Provided records Start Marker

//! Scalar data types of the legacy format and their binary encoding
//!
//! Binary legacy files are always big-endian. `vtkIdType` is stored as a
//! 32-bit integer and `long` as a 64-bit integer.

use byteorder::{BigEndian, ByteOrder};
use serde::{Deserialize, Serialize};
use std::fmt;
use vtkcrate_core::{Error, Result};

/// Data type tag of an array in a legacy file
#[derive(Debug, Clone, Copy, PartialEq, Eq, Hash, Serialize, Deserialize)]
pub enum ScalarType {
    Bit,
    UnsignedChar,
    Char,
    UnsignedShort,
    Short,
    UnsignedInt,
    Int,
    UnsignedLong,
    Long,
    Float,
    Double,
    IdType,
    Int8,
    UInt8,
    Int16,
    UInt16,
    Int32,
    UInt32,
    Int64,
    UInt64,
    Float32,
    Float64,
}

impl ScalarType {
    /// Parse a type keyword, ignoring case
    pub fn from_keyword(keyword: &str) -> Option<Self> {
        let ty = match keyword.to_ascii_lowercase().as_str() {
            "bit" => ScalarType::Bit,
            "unsigned_char" => ScalarType::UnsignedChar,
            "char" => ScalarType::Char,
            "unsigned_short" => ScalarType::UnsignedShort,
            "short" => ScalarType::Short,
            "unsigned_int" => ScalarType::UnsignedInt,
            "int" => ScalarType::Int,
            "unsigned_long" => ScalarType::UnsignedLong,
            "long" => ScalarType::Long,
            "float" => ScalarType::Float,
            "double" => ScalarType::Double,
            "vtkidtype" => ScalarType::IdType,
            "vtktypeint8" => ScalarType::Int8,
            "vtktypeuint8" => ScalarType::UInt8,
            "vtktypeint16" => ScalarType::Int16,
            "vtktypeuint16" => ScalarType::UInt16,
            "vtktypeint32" => ScalarType::Int32,
            "vtktypeuint32" => ScalarType::UInt32,
            "vtktypeint64" => ScalarType::Int64,
            "vtktypeuint64" => ScalarType::UInt64,
            "vtktypefloat32" => ScalarType::Float32,
            "vtktypefloat64" => ScalarType::Float64,
            _ => return None,
        };
        Some(ty)
    }

    /// The keyword written to files
    pub fn keyword(&self) -> &'static str {
        match self {
            ScalarType::Bit => "bit",
            ScalarType::UnsignedChar => "unsigned_char",
            ScalarType::Char => "char",
            ScalarType::UnsignedShort => "unsigned_short",
            ScalarType::Short => "short",
            ScalarType::UnsignedInt => "unsigned_int",
            ScalarType::Int => "int",
            ScalarType::UnsignedLong => "unsigned_long",
            ScalarType::Long => "long",
            ScalarType::Float => "float",
            ScalarType::Double => "double",
            ScalarType::IdType => "vtkIdType",
            ScalarType::Int8 => "vtktypeint8",
            ScalarType::UInt8 => "vtktypeuint8",
            ScalarType::Int16 => "vtktypeint16",
            ScalarType::UInt16 => "vtktypeuint16",
            ScalarType::Int32 => "vtktypeint32",
            ScalarType::UInt32 => "vtktypeuint32",
            ScalarType::Int64 => "vtktypeint64",
            ScalarType::UInt64 => "vtktypeuint64",
            ScalarType::Float32 => "vtktypefloat32",
            ScalarType::Float64 => "vtktypefloat64",
        }
    }

    /// Size in bytes of one binary value; `None` for packed bits
    pub fn byte_size(&self) -> Option<usize> {
        let size = match self {
            ScalarType::Bit => return None,
            ScalarType::UnsignedChar | ScalarType::Char | ScalarType::Int8 | ScalarType::UInt8 => 1,
            ScalarType::UnsignedShort | ScalarType::Short | ScalarType::Int16 | ScalarType::UInt16 => 2,
            ScalarType::UnsignedInt
            | ScalarType::Int
            | ScalarType::IdType
            | ScalarType::Int32
            | ScalarType::UInt32
            | ScalarType::Float
            | ScalarType::Float32 => 4,
            ScalarType::UnsignedLong
            | ScalarType::Long
            | ScalarType::Int64
            | ScalarType::UInt64
            | ScalarType::Double
            | ScalarType::Float64 => 8,
        };
        Some(size)
    }

    /// Check if the type holds floating point values
    pub fn is_float(&self) -> bool {
        matches!(
            self,
            ScalarType::Float | ScalarType::Double | ScalarType::Float32 | ScalarType::Float64
        )
    }

    /// Check if the type is a single precision float
    pub fn is_single_precision(&self) -> bool {
        matches!(self, ScalarType::Float | ScalarType::Float32)
    }

    /// Number of bytes `count` values occupy in a binary file, `None` on overflow
    pub fn binary_len(&self, count: usize) -> Option<usize> {
        match self.byte_size() {
            Some(size) => size.checked_mul(count),
            None => Some(count.div_ceil(8)),
        }
    }

    /// Decode `count` big-endian values
    pub fn decode(&self, bytes: &[u8], count: usize) -> Result<Vec<f64>> {
        let len = self.binary_len(count).ok_or_else(|| {
            Error::InvalidData(format!("{} values of {} data overflow the address space", count, self.keyword()))
        })?;
        if bytes.len() < len {
            return Err(Error::InvalidData(format!(
                "expected {} bytes of {} data, found {}",
                len,
                self.keyword(),
                bytes.len()
            )));
        }

        if *self == ScalarType::Bit {
            return Ok((0..count)
                .map(|i| ((bytes[i / 8] >> (7 - i % 8)) & 1) as f64)
                .collect());
        }

        let size = self.byte_size().unwrap_or(1);
        let values = bytes[..len]
            .chunks_exact(size)
            .map(|chunk| match self {
                ScalarType::UnsignedChar | ScalarType::UInt8 => chunk[0] as f64,
                ScalarType::Char | ScalarType::Int8 => chunk[0] as i8 as f64,
                ScalarType::UnsignedShort | ScalarType::UInt16 => BigEndian::read_u16(chunk) as f64,
                ScalarType::Short | ScalarType::Int16 => BigEndian::read_i16(chunk) as f64,
                ScalarType::UnsignedInt | ScalarType::UInt32 => BigEndian::read_u32(chunk) as f64,
                ScalarType::Int | ScalarType::IdType | ScalarType::Int32 => {
                    BigEndian::read_i32(chunk) as f64
                }
                ScalarType::UnsignedLong | ScalarType::UInt64 => BigEndian::read_u64(chunk) as f64,
                ScalarType::Long | ScalarType::Int64 => BigEndian::read_i64(chunk) as f64,
                ScalarType::Float | ScalarType::Float32 => BigEndian::read_f32(chunk) as f64,
                ScalarType::Double | ScalarType::Float64 => BigEndian::read_f64(chunk),
                ScalarType::Bit => 0.0,
            })
            .collect();
        Ok(values)
    }

    /// Encode values as big-endian bytes
    pub fn encode(&self, values: &[f64]) -> Vec<u8> {
        if *self == ScalarType::Bit {
            let mut bytes = vec![0u8; values.len().div_ceil(8)];
            for (i, v) in values.iter().enumerate() {
                if *v != 0.0 {
                    bytes[i / 8] |= 1 << (7 - i % 8);
                }
            }
            return bytes;
        }

        let size = self.byte_size().unwrap_or(1);
        let mut bytes = vec![0u8; size * values.len()];
        for (chunk, &v) in bytes.chunks_exact_mut(size).zip(values) {
            match self {
                ScalarType::UnsignedChar | ScalarType::UInt8 => chunk[0] = v as u8,
                ScalarType::Char | ScalarType::Int8 => chunk[0] = v as i8 as u8,
                ScalarType::UnsignedShort | ScalarType::UInt16 => BigEndian::write_u16(chunk, v as u16),
                ScalarType::Short | ScalarType::Int16 => BigEndian::write_i16(chunk, v as i16),
                ScalarType::UnsignedInt | ScalarType::UInt32 => BigEndian::write_u32(chunk, v as u32),
                ScalarType::Int | ScalarType::IdType | ScalarType::Int32 => {
                    BigEndian::write_i32(chunk, v as i32)
                }
                ScalarType::UnsignedLong | ScalarType::UInt64 => BigEndian::write_u64(chunk, v as u64),
                ScalarType::Long | ScalarType::Int64 => BigEndian::write_i64(chunk, v as i64),
                ScalarType::Float | ScalarType::Float32 => BigEndian::write_f32(chunk, v as f32),
                ScalarType::Double | ScalarType::Float64 => BigEndian::write_f64(chunk, v),
                ScalarType::Bit => {}
            }
        }
        bytes
    }

    /// Format one value for an ASCII file
    pub fn format_ascii(&self, value: f64) -> String {
        if self.is_single_precision() {
            format!("{}", value as f32)
        } else if self.is_float() {
            format!("{}", value)
        } else {
            format!("{}", value as i64)
        }
    }
}

impl fmt::Display for ScalarType {
    fn fmt(&self, f: &mut fmt::Formatter<'_>) -> fmt::Result {
        f.write_str(self.keyword())
    }
}

#[cfg(test)]
mod tests {
    use super::*;

    #[test]
    fn test_keywords_are_case_insensitive() {
        assert_eq!(ScalarType::from_keyword("FLOAT"), Some(ScalarType::Float));
        assert_eq!(ScalarType::from_keyword("vtkIdType"), Some(ScalarType::IdType));
        assert_eq!(ScalarType::from_keyword("vtktypeint64"), Some(ScalarType::Int64));
        assert_eq!(ScalarType::from_keyword("quaternion"), None);
    }

    #[test]
    fn test_binary_sizes() {
        assert_eq!(ScalarType::IdType.binary_len(3), Some(12));
        assert_eq!(ScalarType::Long.binary_len(2), Some(16));
        assert_eq!(ScalarType::Bit.binary_len(9), Some(2));
        assert_eq!(ScalarType::Double.binary_len(usize::MAX / 4), None);
    }

    #[test]
    fn test_big_endian_float_decoding() {
        let bytes = [0x3f, 0x80, 0x00, 0x00, 0xc0, 0x00, 0x00, 0x00];
        let values = ScalarType::Float.decode(&bytes, 2).unwrap();
        assert_eq!(values, vec![1.0, -2.0]);

        assert_eq!(ScalarType::Float.encode(&[1.0, -2.0]), bytes.to_vec());
    }

    #[test]
    fn test_bits_are_packed_most_significant_first() {
        let values = vec![1.0, 0.0, 1.0, 1.0, 0.0, 0.0, 0.0, 0.0, 1.0];
        let bytes = ScalarType::Bit.encode(&values);
        assert_eq!(bytes, vec![0b1011_0000, 0b1000_0000]);
        assert_eq!(ScalarType::Bit.decode(&bytes, values.len()).unwrap(), values);
    }

    #[test]
    fn test_short_buffer_is_an_error() {
        assert!(ScalarType::Double.decode(&[0u8; 7], 1).is_err());
        assert!(ScalarType::Float.decode(&[0u8; 8], usize::MAX / 2).is_err());
    }

    #[test]
    fn test_ascii_formatting() {
        assert_eq!(ScalarType::Int.format_ascii(42.0), "42");
        assert_eq!(ScalarType::Float.format_ascii(0.1f32 as f64), "0.1");
        assert_eq!(ScalarType::Double.format_ascii(0.25), "0.25");
    }
}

Provided records End Marker

**Work instructions**.
Give back the lines of the data exactly as they are written, from the first line through the line containing "pub fn from_keyword(keyword: &str)".

**Expected output**.
//! Scalar data types of the legacy format and their binary encoding
//!
//! Binary legacy files are always big-endian. `vtkIdType` is stored as a
//! 32-bit integer and `long` as a 64-bit integer.

use byteorder::{BigEndian, ByteOrder};
use serde::{Deserialize, Serialize};
use std::fmt;
use vtkcrate_core::{Error, Result};

/// Data type tag of an array in a legacy file
#[derive(Debug, Clone, Copy, PartialEq, Eq, Hash, Serialize, Deserialize)]
pub enum ScalarType {
    Bit,
    UnsignedChar,
    Char,
    UnsignedShort,
    Short,
    UnsignedInt,
    Int,
    UnsignedLong,
    Long,
    Float,
    Double,
    IdType,
    Int8,
    UInt8,
    Int16,
    UInt16,
    Int32,
    UInt32,
    Int64,
    UInt64,
    Float32,
    Float64,
}

impl ScalarType {
    /// Parse a type keyword, ignoring case
    pub fn from_keyword(keyword: &str) -> Option<Self> {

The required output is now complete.